BEGIN MATERIAL SHOWN

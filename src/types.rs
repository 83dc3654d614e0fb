//! Core types and structures for archive-sweep

use serde::{Deserialize, Serialize};
use std::path::PathBuf;
use std::str::FromStr;
use std::sync::atomic::{AtomicU64, Ordering};
use std::time::{Duration, Instant};

use crate::error::{Result, SweepError};

/// Upper bound on concurrent checkers. Past this, the subprocess strategy
/// mostly trades throughput for file-handle exhaustion.
pub const MAX_WORKERS: usize = 500;

/// Password checking strategy
#[derive(Debug, Clone, Copy, PartialEq, Eq, Serialize, Deserialize)]
#[serde(rename_all = "lowercase")]
pub enum CheckMethod {
    /// In-process ZIP verification
    Zip,
    /// One external `7z` invocation per candidate
    SevenZip,
}

impl std::fmt::Display for CheckMethod {
    fn fmt(&self, f: &mut std::fmt::Formatter<'_>) -> std::fmt::Result {
        match self {
            CheckMethod::Zip => write!(f, "zip"),
            CheckMethod::SevenZip => write!(f, "7z"),
        }
    }
}

impl FromStr for CheckMethod {
    type Err = SweepError;

    fn from_str(s: &str) -> Result<Self> {
        match s.trim().to_lowercase().as_str() {
            "zip" | "builtin" => Ok(CheckMethod::Zip),
            "7z" | "7zip" | "sevenzip" => Ok(CheckMethod::SevenZip),
            other => Err(SweepError::config(format!(
                "unknown check method '{}', expected 'zip' or '7z'",
                other
            ))),
        }
    }
}

/// Why a candidate was rejected
#[derive(Debug, Clone, Copy, PartialEq, Eq)]
pub enum WrongKind {
    /// The cheap password verifier did not match
    Verifier,
    /// The verifier matched but decryption did not authenticate
    Authentication,
    /// The checker only reports a generic wrong-password condition
    Reported,
}

/// Classified result of one password attempt
#[derive(Debug, Clone)]
pub enum CheckOutcome {
    Success,
    WrongPassword(WrongKind),
    /// Transient environment limit (file handles, processes). Retry later.
    ResourceExhausted,
    Fatal(SweepError),
}

impl CheckOutcome {
    pub fn is_success(&self) -> bool {
        matches!(self, CheckOutcome::Success)
    }
}

/// Configuration for a sweep
#[derive(Debug, Clone, Serialize, Deserialize)]
pub struct SweepConfig {
    /// Concurrent checkers
    pub workers: usize,
    /// Bounded candidate queue capacity
    pub queue_capacity: usize,
    /// Delay before retrying a candidate after resource exhaustion
    pub backoff: Duration,
    /// Retries per candidate before giving up; `None` retries forever
    pub max_retries: Option<u32>,
    /// Log progress every N emitted candidates
    pub progress_interval: u64,
    /// Checking strategy
    pub method: CheckMethod,
    /// `7z` binary for the subprocess strategy
    pub seven_zip: String,
    /// Checkpoint file (for resume)
    pub state_file: Option<PathBuf>,
    /// Save the checkpoint every N emitted candidates
    pub save_interval: u64,
}

impl Default for SweepConfig {
    fn default() -> Self {
        let cpus = std::thread::available_parallelism()
            .map(|n| n.get())
            .unwrap_or(4);
        let workers = (cpus * 4).min(MAX_WORKERS);
        Self {
            workers,
            queue_capacity: workers,
            backoff: Duration::from_millis(100),
            max_retries: None,
            progress_interval: 1_000_000,
            method: CheckMethod::Zip,
            seven_zip: "7z".to_string(),
            state_file: None,
            save_interval: 100_000,
        }
    }
}

impl SweepConfig {
    /// Load configuration from `ARCHIVE_SWEEP_*` environment variables,
    /// reading a `.env` file first if one exists.
    pub fn from_env() -> Result<Self> {
        dotenv::dotenv().ok();
        Self::from_lookup(|key| std::env::var(key).ok())
    }

    /// Build configuration from an arbitrary variable source.
    pub fn from_lookup<F>(lookup: F) -> Result<Self>
    where
        F: Fn(&str) -> Option<String>,
    {
        let mut config = Self::default();

        if let Some(workers) = parse_var::<usize, _>(&lookup, "ARCHIVE_SWEEP_WORKERS")? {
            config.workers = workers;
            config.queue_capacity = workers;
        }
        if let Some(capacity) = parse_var(&lookup, "ARCHIVE_SWEEP_QUEUE")? {
            config.queue_capacity = capacity;
        }
        if let Some(ms) = parse_var(&lookup, "ARCHIVE_SWEEP_BACKOFF_MS")? {
            config.backoff = Duration::from_millis(ms);
        }
        if let Some(retries) = parse_var(&lookup, "ARCHIVE_SWEEP_MAX_RETRIES")? {
            config.max_retries = Some(retries);
        }
        if let Some(every) = parse_var(&lookup, "ARCHIVE_SWEEP_PROGRESS_EVERY")? {
            config.progress_interval = every;
        }
        if let Some(method) = lookup("ARCHIVE_SWEEP_METHOD") {
            config.method = method.parse()?;
        }
        if let Some(binary) = lookup("ARCHIVE_SWEEP_7Z").filter(|s| !s.trim().is_empty()) {
            config.seven_zip = binary;
        }
        if let Some(path) = lookup("ARCHIVE_SWEEP_STATE").filter(|s| !s.trim().is_empty()) {
            config.state_file = Some(PathBuf::from(path));
        }
        if let Some(every) = parse_var(&lookup, "ARCHIVE_SWEEP_SAVE_EVERY")? {
            config.save_interval = every;
        }

        config.validate()?;
        Ok(config)
    }

    /// Reject values the pool cannot run with
    pub fn validate(&self) -> Result<()> {
        if self.workers == 0 || self.workers > MAX_WORKERS {
            return Err(crate::config_error!(
                "worker count must be between 1 and {}, got {}",
                MAX_WORKERS,
                self.workers
            ));
        }
        if self.queue_capacity == 0 {
            return Err(crate::config_error!("queue capacity must be at least 1"));
        }
        if self.progress_interval == 0 || self.save_interval == 0 {
            return Err(crate::config_error!("progress and save intervals must be positive"));
        }
        Ok(())
    }
}

fn parse_var<T, F>(lookup: &F, key: &str) -> Result<Option<T>>
where
    T: FromStr,
    T::Err: std::fmt::Display,
    F: Fn(&str) -> Option<String>,
{
    match lookup(key) {
        None => Ok(None),
        Some(raw) if raw.trim().is_empty() => Ok(None),
        Some(raw) => raw
            .trim()
            .parse::<T>()
            .map(Some)
            .map_err(|e| SweepError::config(format!("{}={}: {}", key, raw, e))),
    }
}

/// Live counters for a sweep
#[derive(Debug)]
pub struct SweepStats {
    emitted: AtomicU64,
    deduplicated: AtomicU64,
    suppressed: AtomicU64,
    checked: AtomicU64,
    retries: AtomicU64,
    started: Instant,
}

impl SweepStats {
    pub fn new() -> Self {
        Self {
            emitted: AtomicU64::new(0),
            deduplicated: AtomicU64::new(0),
            suppressed: AtomicU64::new(0),
            checked: AtomicU64::new(0),
            retries: AtomicU64::new(0),
            started: Instant::now(),
        }
    }

    pub fn record_emitted(&self) -> u64 {
        self.emitted.fetch_add(1, Ordering::Relaxed) + 1
    }

    pub fn record_deduplicated(&self) {
        self.deduplicated.fetch_add(1, Ordering::Relaxed);
    }

    pub fn record_suppressed(&self, count: u64) {
        self.suppressed.fetch_add(count, Ordering::Relaxed);
    }

    pub fn record_checked(&self) -> u64 {
        self.checked.fetch_add(1, Ordering::Relaxed) + 1
    }

    pub fn record_retry(&self) {
        self.retries.fetch_add(1, Ordering::Relaxed);
    }

    pub fn snapshot(&self) -> StatsSnapshot {
        StatsSnapshot {
            emitted: self.emitted.load(Ordering::Relaxed),
            deduplicated: self.deduplicated.load(Ordering::Relaxed),
            suppressed: self.suppressed.load(Ordering::Relaxed),
            checked: self.checked.load(Ordering::Relaxed),
            retries: self.retries.load(Ordering::Relaxed),
            elapsed: self.started.elapsed(),
        }
    }
}

impl Default for SweepStats {
    fn default() -> Self {
        Self::new()
    }
}

/// Point-in-time copy of [`SweepStats`]
#[derive(Debug, Clone, Copy, PartialEq)]
pub struct StatsSnapshot {
    /// Candidates handed to the queue
    pub emitted: u64,
    /// Candidates skipped because a smaller charset already covered them
    pub deduplicated: u64,
    /// Candidates discarded while skipping ahead to a resume point
    pub suppressed: u64,
    /// Checks that produced a final verdict
    pub checked: u64,
    /// Resource exhaustion retries
    pub retries: u64,
    pub elapsed: Duration,
}

impl StatsSnapshot {
    /// Checks per second
    pub fn rate(&self) -> f64 {
        let secs = self.elapsed.as_secs_f64();
        if secs > 0.0 {
            self.checked as f64 / secs
        } else {
            0.0
        }
    }
}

END MATERIAL SHOWN

• [PROBLEM DETAILS]
For every line in the listing above that mentions the word "before", make a copy.

• [ANSWER TO THE EXERCISE]
    /// Delay before retrying a candidate after resource exhaustion
    /// Retries per candidate before giving up; `None` retries forever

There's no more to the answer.